Habib Aboukhedoub, un ambassadeur à bord de RwandAir
La difficulté se trouverait peut être dans le choix de la langue à introduire. Mais, il ne devrait pas avoir de difficulté. Car le Bénin a une histoire. Et si on remonte dans l’histoire avec le tout premier nom de notre République, « Danhomê », le choix devient évident et plus facile. Oui, c’est pour dire que la langue fon, le fongbé s’impose aux Béninois du nord au sud, de l’ouest à l’Est. Aucune autre langue ne va tracer l’identité du Bénin. Car, il faut l’avouer, « Le fon » reste une langue unique qui identifie le Béninois au monde. En effet, le yoruba est parlé un peu partout, au Bénin, au Togo, au Nigéria. Cette langue est même enseignée dans certaines grandes universités des Etats-Unis. Le adja est commune au Togo et au Bénin. Le Dendi est partagé entre le Niger, le Bénin et le Burkina-Faso pour ne citer que cela. Mais dès que vous parlez le fon à l’extérieur du Bénin, on vous reconnaît comme tel, un Béninois. Pourquoi alors ne pas développer cette langue et par ricochet s’imposer par cette langue ? Pour ma part, le développement d’une langue unique, en occurrence le fon, serait un atout formidable pour le Bénin.

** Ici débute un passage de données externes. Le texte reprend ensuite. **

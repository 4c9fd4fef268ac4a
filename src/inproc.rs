//! In-process executor.
//!
//! Runs a document's plugins inside the supervisor. Used as the fallback
//! when the out-of-process path cannot prepare a channel or worker, and
//! emits the same stream shape: one incremental result per plugin, then one
//! summary.

use std::panic::AssertUnwindSafe;
use std::sync::Arc;

use futures_util::FutureExt;
use tokio::sync::mpsc;
use tracing::{debug, error, info, info_span, warn, Instrument};

use crate::cancel::CancelFlag;
use crate::models::{DocumentResult, DocumentState, ResultStatus};
use crate::orchestrator::{DocumentStore, Executor};
use crate::plugin::PluginRunner;

/// Executor that runs plugins on the supervisor's own runtime.
#[derive(Clone)]
pub struct InProcExecutor {
    runner: Arc<dyn PluginRunner>,
}

impl InProcExecutor {
    /// Executor running plugins through `runner`.
    #[must_use]
    pub fn new(runner: Arc<dyn PluginRunner>) -> Self {
        Self { runner }
    }
}

impl Executor for InProcExecutor {
    fn run(
        &self,
        cancel: CancelFlag,
        store: Arc<dyn DocumentStore>,
    ) -> mpsc::Receiver<DocumentResult> {
        let mut state = store.load();
        let span = info_span!("inproc", document_id = %state.document_id);
        let (results_tx, results_rx) = mpsc::channel(state.plugins.len() + 1);
        let runner = Arc::clone(&self.runner);

        tokio::spawn(
            async move {
                let executed = AssertUnwindSafe(execute(
                    runner.as_ref(),
                    &mut state,
                    &cancel,
                    &results_tx,
                ))
                .catch_unwind()
                .await;

                if executed.is_err() {
                    error!("in-process execution panicked");
                    if state.fail_if_in_progress() {
                        push(&results_tx, DocumentResult::summary(&state));
                    }
                }

                store.save(&state);
                drop(results_tx);
                info!("executor closed");
            }
            .instrument(span),
        );

        results_rx
    }
}

async fn execute(
    runner: &dyn PluginRunner,
    state: &mut DocumentState,
    cancel: &CancelFlag,
    results: &mpsc::Sender<DocumentResult>,
) {
    if state.status.is_terminal() {
        debug!(status = ?state.status, "document already finished");
        push(results, DocumentResult::summary(state));
        return;
    }

    state.status = ResultStatus::InProgress;
    let pending: Vec<_> = state.pending_plugins().cloned().collect();

    for plugin in pending {
        if cancel.is_shutdown_requested() {
            info!("shutdown requested, leaving remaining plugins for the next run");
            return;
        }
        if cancel.is_cancel_requested() {
            info!("cancel requested, skipping remaining plugins");
            state.status = ResultStatus::Cancelled;
            push(results, DocumentResult::summary(state));
            return;
        }

        debug!(plugin_id = %plugin.id, "running plugin");
        let result = runner.run(&plugin).await;
        if let Some(slot) = state.plugin_mut(&plugin.id) {
            slot.result = Some(result);
        }
        push(results, DocumentResult::incremental(state, &plugin.id));
    }

    state.status = state.aggregate_status();
    info!(status = ?state.status, "document finished");
    push(results, DocumentResult::summary(state));
}

fn push(results: &mpsc::Sender<DocumentResult>, result: DocumentResult) {
    if let Err(err) = results.try_send(result) {
        warn!(%err, "result stream rejected update");
    }
}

Et le commandant Habib Aboukhedoub en a montré la voie à bord de RwandAir pour remonter le moral à notre Onze national après sa défaite face à la Gambie. Son nom ayant une résonance yoruba ou musulmane, combien ne sommes-nous pas surpris de voir qu’il était Béninois quand il a parlé le fon ? Et pourtant, il a bien parlé le mina aussi. Mais dès qu’il a parlé le fon, personne n’a plus douté de sa nationalité béninoise. Il aurait pu parler un autre dialecte béninois, mais pourquoi a-t-il choisi le fongbé ? Nous avons tous la réponse. Le fongbé est notre identité.
Le gouvernement Talon doit pouvoir sauter sur l’occasion pour finir définitivement avec cette question. Le courage dont font montre ce gouvernement et son chef doit les amener à éloigner les spécialistes qui sont dans une guerre de leadership linguistique.
Il va falloir que les gens se départissent des considérations ethnocentriques. L’unicité de la langue maternelle dans l’enseignement va plus favoriser la fraternité tant prônée par notre constitution. Plusieurs langues seraient source de division. Cela favorisera de plus la régionalisation et générait des frustrations qui pourraient dégénérer des conflits. Qui voudra parler la langue de qui ? Pour pallier toutes ces complications, il serait plus responsable que les autorités reconsidèrent la chose et voient dans la mesure du possible sa faisabilité. Définitivement, on ne pourra jamais prétendre à s’imposer au monde et se développer à partir de plusieurs langues. Il serait préférables que les efforts continuent dans le sens de l’alphabétisation dans les langues nationales mais en adoptant une seule comme langue nationale enseignée dans les classes. Le Bénin y gagnerait plus.